Tyree, a natural wailer, has found crooning ballad and scat-styles to conjure the spirit of Ella. Tyree makes up for no formal training and the inability to read music with perfect pitch and a highly adaptable voice.

“My voice is very versatile and my range is off the charts,” Tyree says matter-of-factly. “I can sing pretty much anything you put in front of me because it’s all in my ear. I’ve been blessed because they (music directors) can play it one time and I get it.”

She considers herself a singer first and an actress second, but in Ella she does both. She overcame initial doubts about the thick book she had to learn for the part.

“It’s a lot of lines and a lot of acting and a lot of transitions because I’m narrating her life from 15 years-old to 50.

But after months of rehearsal Tyree’s doing what she feels anointed to do in a space where she’s most at home.

“This is where I get to be lost and do what I do best, this is where I don’t miss. I think it’s because it’s coming from a sincere place. My number one goal is that everybody in the audience leaves blessed. I want to pour something out of me into them. I want ’em to leave on a high. It’s not about me when I’m on stage. This is God-given and there’s a lot of responsibility that comes with it to deliver.”

This popular performer with a deep list of musical theater credits (Ain’t Misbehavin’, Beehive) feels she’s inhabiting the role of a lifetime and one that may finally motivate her to stretch herself outside Omaha.

“I’m still like blown away they asked me to come do this show. I still have goals and dreams and things I want to do. As you go through your journey in life there’s things that hinder those goals and dreams and they cause you to second guess and doubt yourself – that maybe I don’t have what it takes. I’m hoping this will instill in me the courage to just go for it and start knocking on some of those doors.”

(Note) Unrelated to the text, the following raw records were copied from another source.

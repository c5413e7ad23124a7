use view_controller::{
    types::{preset_cities, City},
    ControllerState, ViewError, ViewState, ViewStateStore,
};

/// Side menu controlling the map: the "is bounded" checkbox, the country code
/// field and the city shortcuts.
///
/// The code field is only written to the store when the edit is committed
/// (Enter or focus loss). A rejected code reverts the field to the last valid
/// value and shows the error below it.
pub struct WidgetMenu {
    code_input: String,
    error_message: Option<String>,
    cities: Vec<City>,
}

impl WidgetMenu {
    pub fn new(store: &ViewStateStore) -> Self {
        Self {
            code_input: store.state().country_code.clone(),
            error_message: None,
            cities: preset_cities(),
        }
    }

    /// Writes the field's content to the store.
    pub fn commit_code(&mut self, store: &mut ViewStateStore) -> Result<(), ViewError> {
        let result = store.set_country_code(&self.code_input);
        self.error_message = result.as_ref().err().map(|e| e.to_string());
        self.code_input = store.state().country_code.clone();
        result
    }

    pub fn error_message(&self) -> Option<&str> {
        self.error_message.as_deref()
    }

    /// Shows the menu. Returns the city the user asked to focus on, if any.
    pub fn show(
        &mut self,
        ui: &mut egui::Ui,
        store: &mut ViewStateStore,
        status: &ControllerState,
    ) -> Option<City> {
        let mut chosen = None;

        ui.heading("Map");
        ui.add_space(10.0);

        let mut is_bounded = store.state().is_bounded;
        if ui.checkbox(&mut is_bounded, "is bounded").changed() {
            store.set_bounded(is_bounded);
        }

        ui.horizontal(|ui| {
            ui.label("country");
            let response = ui.add(
                egui::TextEdit::singleline(&mut self.code_input)
                    .char_limit(8)
                    .desired_width(40.0),
            );
            if response.lost_focus() {
                let _ = self.commit_code(store);
            }
        });

        if let Some(message) = &self.error_message {
            ui.colored_label(egui::Color32::LIGHT_RED, message.as_str());
        }

        ui.add_space(10.0);
        ui.label(egui::RichText::new(status_text(store.state(), status)).italics());

        ui.separator();
        ui.label(egui::RichText::new("Choose a city").strong());
        for city in &self.cities {
            if ui.button(city.name.as_str()).clicked() {
                chosen = Some(city.clone());
            }
        }

        chosen
    }
}

/// One line describing what the controller currently does with the map.
pub fn status_text(state: &ViewState, status: &ControllerState) -> String {
    match status {
        ControllerState::Bounded(extent) => {
            format!("Bounded to {} ({})", extent.name, extent.country_code)
        }
        ControllerState::Unbounded if state.is_bounded => format!(
            "No extent for {}, the map is not bounded",
            state.country_code
        ),
        ControllerState::Unbounded => "Unbounded".to_string(),
    }
}

#[cfg(test)]
mod tests {
    use super::*;
    use view_controller::ExtentTable;

    #[test]
    fn test_commit_normalizes_the_field() {
        let mut store = ViewStateStore::new();
        let mut menu = WidgetMenu::new(&store);

        menu.code_input = " de".to_string();
        assert!(menu.commit_code(&mut store).is_ok());
        assert_eq!(store.state().country_code, "DE");
        assert_eq!(menu.code_input, "DE");
        assert_eq!(menu.error_message(), None);
    }

    #[test]
    fn test_rejected_code_reverts_the_field() {
        let mut store = ViewStateStore::new();
        let mut menu = WidgetMenu::new(&store);

        menu.code_input = "P".to_string();
        assert!(menu.commit_code(&mut store).is_err());
        assert_eq!(store.state().country_code, "PL");
        assert_eq!(menu.code_input, "PL", "Field should show the last valid code");
        assert!(menu.error_message().is_some());

        menu.code_input = "cz".to_string();
        assert!(menu.commit_code(&mut store).is_ok());
        assert_eq!(menu.error_message(), None, "A valid edit clears the error");
    }

    #[test]
    fn test_status_text() {
        let table = ExtentTable::bundled().unwrap();
        let poland = table.resolve_extent("PL").unwrap().clone();
        let bounded_zz = ViewState {
            is_bounded: true,
            country_code: "ZZ".to_string(),
        };

        assert_eq!(
            status_text(&ViewState::default(), &ControllerState::Bounded(poland)),
            "Bounded to Poland (PL)"
        );
        assert_eq!(
            status_text(&bounded_zz, &ControllerState::Unbounded),
            "No extent for ZZ, the map is not bounded"
        );
        assert_eq!(
            status_text(&ViewState::default(), &ControllerState::Unbounded),
            "Unbounded"
        );
    }

    #[test]
    fn test_menu_lists_preset_cities() {
        let menu = WidgetMenu::new(&ViewStateStore::new());
        assert!(menu.cities.iter().any(|city| city.name == "Gdynia"));
    }
}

Ella continues through March 30. For times and tickets, visit http://www.omahacommunity playhouse.com.

  1. May 18, 2014 at 9:20 pm

    Howdy! This post could not be written any better!
    Reading through this post reminds me of my old room
    mate! He always kept talking about this. I will forward this post to him.
    Fairly certain he will have a good read. Thank you for sharing!

    Like

  1. September 18, 2014 at 10:30 pm
  2. June 15, 2018 at 2:03 am
  3. July 30, 2018 at 11:56 pm

Leave a comment

This site uses Akismet to reduce spam. Learn how your comment data is processed.